We talked about Ethereum 2.0 some time ago, but as the long-awaited Merge—the moment that the current Ethereum blockchain will be merged with the Proof-of-Stake Ethereum 2.0 chain—draws closer, there’s more and more interest in staking ETH. In this post, we’ll first briefly cover some of the background, namely how Ethereum 2.0 will work, and then we’ll focus on different ways that you can stake ETH. From running your own validator node to staking less than a single Ether that you had left over in your wallet, or even deciding to leverage yields with a riskier approach, we’ve got all the scenarios covered.

As you probably already know, perhaps the biggest change that will be introduced with Ethereum 2.0 is the transition from Proof-of-Work to Proof-of-Stake. We won’t go into much detail here, as this was covered in-depth in our previous post on the topic, but the gist of it is that mining Ethereum will no longer be possible. Instead of advanced hardware setups that are constantly solving extremely difficult cryptographic problems, transactions on Ethereum 2.0 will be included in the blockchain by validator nodes which stake ETH. The incentives for preventing malicious behavior are also different: rather than simply wasting expensive computational resources, malicious actors will have their stake slashed, meaning that they will lose part (or all) of their staked ETH.

Staking ETH on the Ethereum 2.0 Beacon Chain is already possible, but until withdrawals are enabled after the Merge (which could be 6 to 12 months from now), it won’t be possible to withdraw your staked ETH, but you’ll immediately start earning staking rewards. If you want to run a validator node, the hardware requirements for this are incomparably lower than with mining, but there are two main constraints: you need (1) 32 ETH to stake and (2) a reliable setup (including a reliable internet connection). If your node has too much downtime, your stake could be slashed, even if you’re not attempting any deliberately malicious behavior.

If those constraints mean that this option isn’t for you, there are other ways to stake ETH without running your own node, and this is where Liquid Staking solutions come into play. Essentially, these work in the following way: a service (which may be more or less decentralized) sets up validator nodes, which stake ETH that comes from various users. The yield generated is then distributed proportionally to the different users that contribute to the stake.

From the user’s point of view, this is fairly simple: you deposit 1 ETH (or any other amount) to the protocol and receive an equal amount of a token that represents staked ETH. In the case of Lido, the most popular solution currently, this token is called stETH. The stETH in your wallet then automatically accrues the yield generated by staking, and it acts like a standard token in the sense that you can trade it, transfer it, use it in DeFi protocols etc. In fact, instead of minting stETH, you can simply buy it on a decentralized exchange, making the process that much simpler.

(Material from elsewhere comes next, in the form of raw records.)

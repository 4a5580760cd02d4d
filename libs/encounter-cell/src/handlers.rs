// libs/encounter-cell/src/handlers.rs
use std::sync::Arc;

use axum::{
    extract::{Extension, Path, State},
    Json,
};
use serde_json::{json, Value};
use uuid::Uuid;

use shared_database::AppState;
use shared_models::auth::{Actor, ActorRole};
use shared_models::error::AppError;

use crate::models::{CompleteVisitRequest, EncounterError};
use crate::services::encounter::EncounterService;
use crate::services::history::HistoryService;

fn map_encounter_error(e: EncounterError) -> AppError {
    match e {
        EncounterError::AppointmentNotFound => {
            AppError::NotFound("Appointment not found".to_string())
        }
        EncounterError::PatientNotFound => AppError::NotFound("Patient not found".to_string()),
        EncounterError::IllegalTransition { from } => {
            AppError::BadRequest(format!("Cannot complete a visit from status {}", from))
        }
        EncounterError::Forbidden => {
            AppError::Forbidden("Not authorized to record this encounter".to_string())
        }
        EncounterError::Validation(msg) => AppError::ValidationError(msg),
        EncounterError::Database(e) => AppError::Database(e.to_string()),
    }
}

#[axum::debug_handler]
pub async fn complete_visit(
    State(state): State<Arc<AppState>>,
    Path(appointment_id): Path<Uuid>,
    Extension(actor): Extension<Actor>,
    Json(request): Json<CompleteVisitRequest>,
) -> Result<Json<Value>, AppError> {
    let service = EncounterService::new(state.db.clone());
    let outcome = service
        .complete_visit(appointment_id, &actor, request)
        .map_err(map_encounter_error)?;

    Ok(Json(json!({
        "success": true,
        "outcome": outcome
    })))
}

#[axum::debug_handler]
pub async fn appointment_detail(
    State(state): State<Arc<AppState>>,
    Path(appointment_id): Path<Uuid>,
    Extension(actor): Extension<Actor>,
) -> Result<Json<Value>, AppError> {
    let service = HistoryService::new(state.db.clone());
    let detail = service
        .appointment_detail(appointment_id)
        .map_err(map_encounter_error)?;

    if !actor.can_act_for_patient(detail.appointment.patient_id)
        && !actor.can_act_for_provider(detail.appointment.provider_id)
    {
        return Err(AppError::Forbidden(
            "Not authorized to view this appointment".to_string(),
        ));
    }

    Ok(Json(json!({ "detail": detail })))
}

#[axum::debug_handler]
pub async fn patient_history(
    State(state): State<Arc<AppState>>,
    Path(patient_id): Path<Uuid>,
    Extension(actor): Extension<Actor>,
) -> Result<Json<Value>, AppError> {
    // Clinical staff see any chart; patients only their own.
    if !actor.can_act_for_patient(patient_id) && actor.role != ActorRole::Provider {
        return Err(AppError::Forbidden(
            "Not authorized to view this patient's history".to_string(),
        ));
    }

    let service = HistoryService::new(state.db.clone());
    let history = service
        .patient_history(patient_id)
        .map_err(map_encounter_error)?;

    Ok(Json(json!({ "history": history })))
}
// libs/appointment-cell/src/services/lifecycle.rs
use std::sync::Arc;

use tracing::info;
use uuid::Uuid;

use shared_database::ClinicDb;
use shared_models::auth::Actor;
use slot_cell::models::SlotStatus;
use slot_cell::services::store::set_slot_status;

use crate::models::{Appointment, AppointmentError, AppointmentStatus};
use crate::services::booking::{find_appointment, set_appointment_status};

pub struct AppointmentLifecycleService {
    db: Arc<ClinicDb>,
}

impl AppointmentLifecycleService {
    pub fn new(db: Arc<ClinicDb>) -> Self {
        Self { db }
    }

    /// The single authoritative transition table. Terminal states have no
    /// exits; everything not listed here is illegal.
    pub fn valid_transitions(from: AppointmentStatus) -> &'static [AppointmentStatus] {
        match from {
            AppointmentStatus::Pending => &[
                AppointmentStatus::Confirmed,
                AppointmentStatus::InProgress,
                AppointmentStatus::Cancelled,
                AppointmentStatus::NoShow,
            ],
            AppointmentStatus::Confirmed => &[
                AppointmentStatus::InProgress,
                AppointmentStatus::Cancelled,
                AppointmentStatus::NoShow,
            ],
            AppointmentStatus::InProgress => &[
                AppointmentStatus::Attended,
                AppointmentStatus::Cancelled,
                AppointmentStatus::NoShow,
            ],
            AppointmentStatus::Attended
            | AppointmentStatus::Cancelled
            | AppointmentStatus::NoShow => &[],
        }
    }

    pub fn validate_status_transition(
        from: AppointmentStatus,
        to: AppointmentStatus,
    ) -> Result<(), AppointmentError> {
        if Self::valid_transitions(from).contains(&to) {
            Ok(())
        } else {
            Err(AppointmentError::IllegalTransition { from, to })
        }
    }

    /// Apply a status transition. Only the assigned provider or an admin may
    /// drive the lifecycle; a transition to cancelled also releases the slot
    /// in the same transaction.
    pub fn transition(
        &self,
        appointment_id: Uuid,
        target: AppointmentStatus,
        actor: &Actor,
    ) -> Result<Appointment, AppointmentError> {
        self.db.transaction(|tx| {
            let appointment =
                find_appointment(tx, appointment_id)?.ok_or(AppointmentError::NotFound)?;

            if !actor.can_act_for_provider(appointment.provider_id) {
                return Err(AppointmentError::Forbidden);
            }

            Self::validate_status_transition(appointment.status, target)?;

            set_appointment_status(tx, appointment_id, target)?;
            if target == AppointmentStatus::Cancelled {
                set_slot_status(tx, appointment.slot_id, SlotStatus::Available)?;
            }

            info!(
                "Appointment {} moved {} -> {}",
                appointment_id, appointment.status, target
            );
            Ok(Appointment {
                status: target,
                updated_at: chrono::Utc::now(),
                ..appointment
            })
        })
    }
}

So what are the pros and cons of liquid staking? On the one hand. it enables your staked ETH to be—as the name implies—liquid, meaning that you can sell your stETH for ETH (or any other token) at any point, while this also obviates the need for any hardware or technical knowledge on your part. On the other hand, there are some risks involved: with more decentralized protocols (such as Lido), smart contract risk is most important, while centralized solutions introduce counterparty risk. But for many, some smart contract risk is greatly outweighed by the convenience.

One thing to note is that, while you can always sell stETH for ETH, there’s no guarantee that 1 stETH will be worth 1 ETH until withdrawals are enabled. When that happens, the peg will be completely safe, but until then, it’s up for the market to decide how to price stETH. This doesn’t affect you if you plan on holding stETH until post-Merge, but it does severely affect those that try to leverage up to squeeze more yield from staking.

Leveraging yields is simple: you get some stETH, and then deposit it as collateral into Aave or a similar DeFi lending/borrowing protocol. Then, you use this collateral to borrow ETH, which you then swap for stETH and deposit this stETH as more collateral. Rinse and repeat.

This might sound like free money, but it introduces a whole new class of risk. Now, the price of stETH needs to stay very close to that of ETH for your strategy to work. Depending on how leveraged you are, having the price of stETH drop 5-10% in relation to ETH can cause you to be liquidated, losing all your collateral. If this sounds like something only the bravest of degens would do, we’ve recently seen that institutions were heavily involved in leveraged yield strategies as well, with the Celsius situation being the best example for how things can go wrong.

Overall, this shouldn’t be surprising: it’s a basic economic law that yield is always correlated to risk. If you’re very cautious, you can earn a stable (if not life-changing) yield with negligible risk, whereas if you thrive on adrenaline, you can crank up the leverage and get much more of both yield and risk. The point is simply to know where you are on that spectrum and what level of risk you’re comfortable with.